## Input

*-*-*

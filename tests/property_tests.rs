//! Property and fuzz-style tests for robustness of the protocol and policy
//! cores.
//!
//! Runs on host (x86_64) only — proptest is not available for ESP32 targets.
//! On ESP32, these tests are compiled out.

#![cfg(not(target_os = "espidf"))]

use doorlock::adapters::memory_link::MemoryLink;
use doorlock::app::events::AppEvent;
use doorlock::app::ports::{Buzzer, CredentialStore, DoorActuator, EventSink, StorageError};
use doorlock::config::SystemConfig;
use doorlock::control::ControlService;
use doorlock::credential::{Candidate, Credential, Payload};
use doorlock::door::{DoorSequence, MotorCommand};
use doorlock::lockout::{LockoutPolicy, MismatchOutcome};
use doorlock::protocol::{DecodeStep, Link, Message, MessageDecoder};
use proptest::prelude::*;

// ── Minimal ports ─────────────────────────────────────────────

#[derive(Default)]
struct Slot(Option<Credential>);

impl CredentialStore for Slot {
    fn read(&self) -> Result<Option<Credential>, StorageError> {
        Ok(self.0)
    }

    fn write(&mut self, c: &Credential) -> Result<(), StorageError> {
        self.0 = Some(*c);
        Ok(())
    }
}

struct Pins;

impl DoorActuator for Pins {
    fn set_motor(&mut self, _: MotorCommand) {}
}

impl Buzzer for Pins {
    fn set_buzzer(&mut self, _: bool) {}
}

struct Quiet;

impl EventSink for Quiet {
    fn emit(&mut self, _: &AppEvent) {}
}

fn digits() -> impl Strategy<Value = [u8; 5]> {
    proptest::array::uniform5(b'0'..=b'9')
}

// ── Decoder ───────────────────────────────────────────────────

proptest! {
    /// Arbitrary bytes never panic the decoder, and every completed
    /// message re-encodes to exactly the bytes that produced it.
    #[test]
    fn decoder_completes_only_what_was_sent(
        bytes in proptest::collection::vec(any::<u8>(), 0..256),
    ) {
        let mut dec = MessageDecoder::new();
        let mut start = 0;
        for (i, &b) in bytes.iter().enumerate() {
            match dec.feed(b) {
                Ok(DecodeStep::NeedReady(_)) => start = i,
                Ok(DecodeStep::Complete(msg)) => {
                    let from = if msg.payload().is_some() { start } else { i };
                    let encoded = msg.encode();
                    prop_assert_eq!(encoded.as_slice(), &bytes[from..=i]);
                }
                Ok(DecodeStep::Pending) | Err(_) => {}
            }
        }
    }

    #[test]
    fn payload_messages_decode_whole(op in prop_oneof![Just(0xD3u8), Just(0xD7), Just(0xC1)], p in digits()) {
        let mut bytes = vec![op];
        bytes.extend_from_slice(&p);
        let msg = Message::decode(&bytes).unwrap();
        prop_assert_eq!(msg.payload(), Some(&Payload(p)));
    }
}

// ── Credentials ───────────────────────────────────────────────

proptest! {
    /// However many digits are typed, at most five are kept and the wire
    /// form is always five bytes.
    #[test]
    fn candidate_never_exceeds_five(typed in proptest::collection::vec(0u8..10, 0..20)) {
        let mut c = Candidate::new();
        for d in &typed {
            c.push_digit(*d);
        }
        prop_assert_eq!(c.len(), typed.len().min(5));
        prop_assert_eq!(c.to_payload().as_bytes().len(), 5);
    }

    /// Only a complete, identical entry matches.
    #[test]
    fn only_identical_entries_match(stored in digits(), typed in proptest::collection::vec(0u8..10, 0..6)) {
        let cred = Credential::try_from(Payload(stored)).unwrap();
        let mut c = Candidate::new();
        for d in &typed {
            c.push_digit(*d);
        }
        let typed_ascii: Vec<u8> = typed.iter().take(5).map(|d| b'0' + d).collect();
        let expected = typed_ascii.as_slice() == stored.as_slice();
        prop_assert_eq!(cred.matches(&c.to_payload()), expected);
    }
}

// ── Policies ──────────────────────────────────────────────────

proptest! {
    /// The counter never passes the threshold and a lockout happens exactly
    /// when it is reached.
    #[test]
    fn lockout_tracks_threshold(
        threshold in 1u8..6,
        outcomes in proptest::collection::vec(any::<bool>(), 0..40),
    ) {
        let config = SystemConfig { mismatch_threshold: threshold, ..SystemConfig::default() };
        let mut policy = LockoutPolicy::new(&config);
        let mut run = 0u8;
        for matched in outcomes {
            if policy.is_locked() {
                break;
            }
            if matched {
                policy.record_match();
                run = 0;
            } else {
                run += 1;
                let outcome = policy.record_mismatch();
                prop_assert_eq!(outcome == MismatchOutcome::LockedOut, run >= threshold);
            }
            prop_assert!(policy.mismatches() <= threshold);
            prop_assert_eq!(policy.is_locked(), run >= threshold);
        }
    }

    /// A door cycle always lasts exactly two motor runs plus the hold.
    #[test]
    fn door_cycle_length(motor in 1u32..50, hold in 0u32..20) {
        let config = SystemConfig { motor_ticks: motor, hold_ticks: hold, ..SystemConfig::default() };
        let mut door = DoorSequence::new(&config);
        door.start().unwrap();
        let mut ticks = 0;
        while door.is_active() {
            door.on_tick();
            ticks += 1;
            prop_assert!(ticks <= 2 * motor + hold);
        }
        prop_assert_eq!(ticks, config.door_cycle_ticks());
    }
}

// ── Control node ──────────────────────────────────────────────

proptest! {
    /// Arbitrary traffic never panics the Control node, every reply is
    /// READY or a two-byte status, and nothing but digits is ever stored.
    #[test]
    fn control_survives_arbitrary_traffic(
        bytes in proptest::collection::vec(any::<u8>(), 0..200),
    ) {
        let (mut peer, mut end) = MemoryLink::pair();
        let mut control = ControlService::new(SystemConfig::default());
        let mut slot = Slot::default();
        control.start(&slot, &mut Pins, &mut Quiet).unwrap();

        for chunk in bytes.chunks(8) {
            peer.write(chunk).unwrap();
            control.poll(1, &mut end, &mut slot, &mut Pins, &mut Quiet).unwrap();

            let mut reply = Vec::new();
            while let Ok(Some(b)) = peer.read_byte() {
                reply.push(b);
            }
            let mut rest = reply.as_slice();
            while let Some((&first, tail)) = rest.split_first() {
                match first {
                    0xAA => rest = tail,
                    0xC6 => {
                        prop_assert!(matches!(tail.first(), Some(0xE8 | 0xE2)));
                        rest = &tail[1..];
                    }
                    other => prop_assert!(false, "unexpected reply byte 0x{:02X}", other),
                }
            }
        }

        if let Some(c) = slot.0 {
            prop_assert!(c.as_bytes().iter().all(u8::is_ascii_digit));
        }
    }
}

*-*-*

## Problem description
Where the string "self" occurs in the data, return the whole line.

## Solution below
    fn read(&self) -> Result<Option<Credential>, StorageError> {
        Ok(self.0)
    fn write(&mut self, c: &Credential) -> Result<(), StorageError> {
        self.0 = Some(*c);
    fn set_motor(&mut self, _: MotorCommand) {}
    fn set_buzzer(&mut self, _: bool) {}
    fn emit(&mut self, _: &AppEvent) {}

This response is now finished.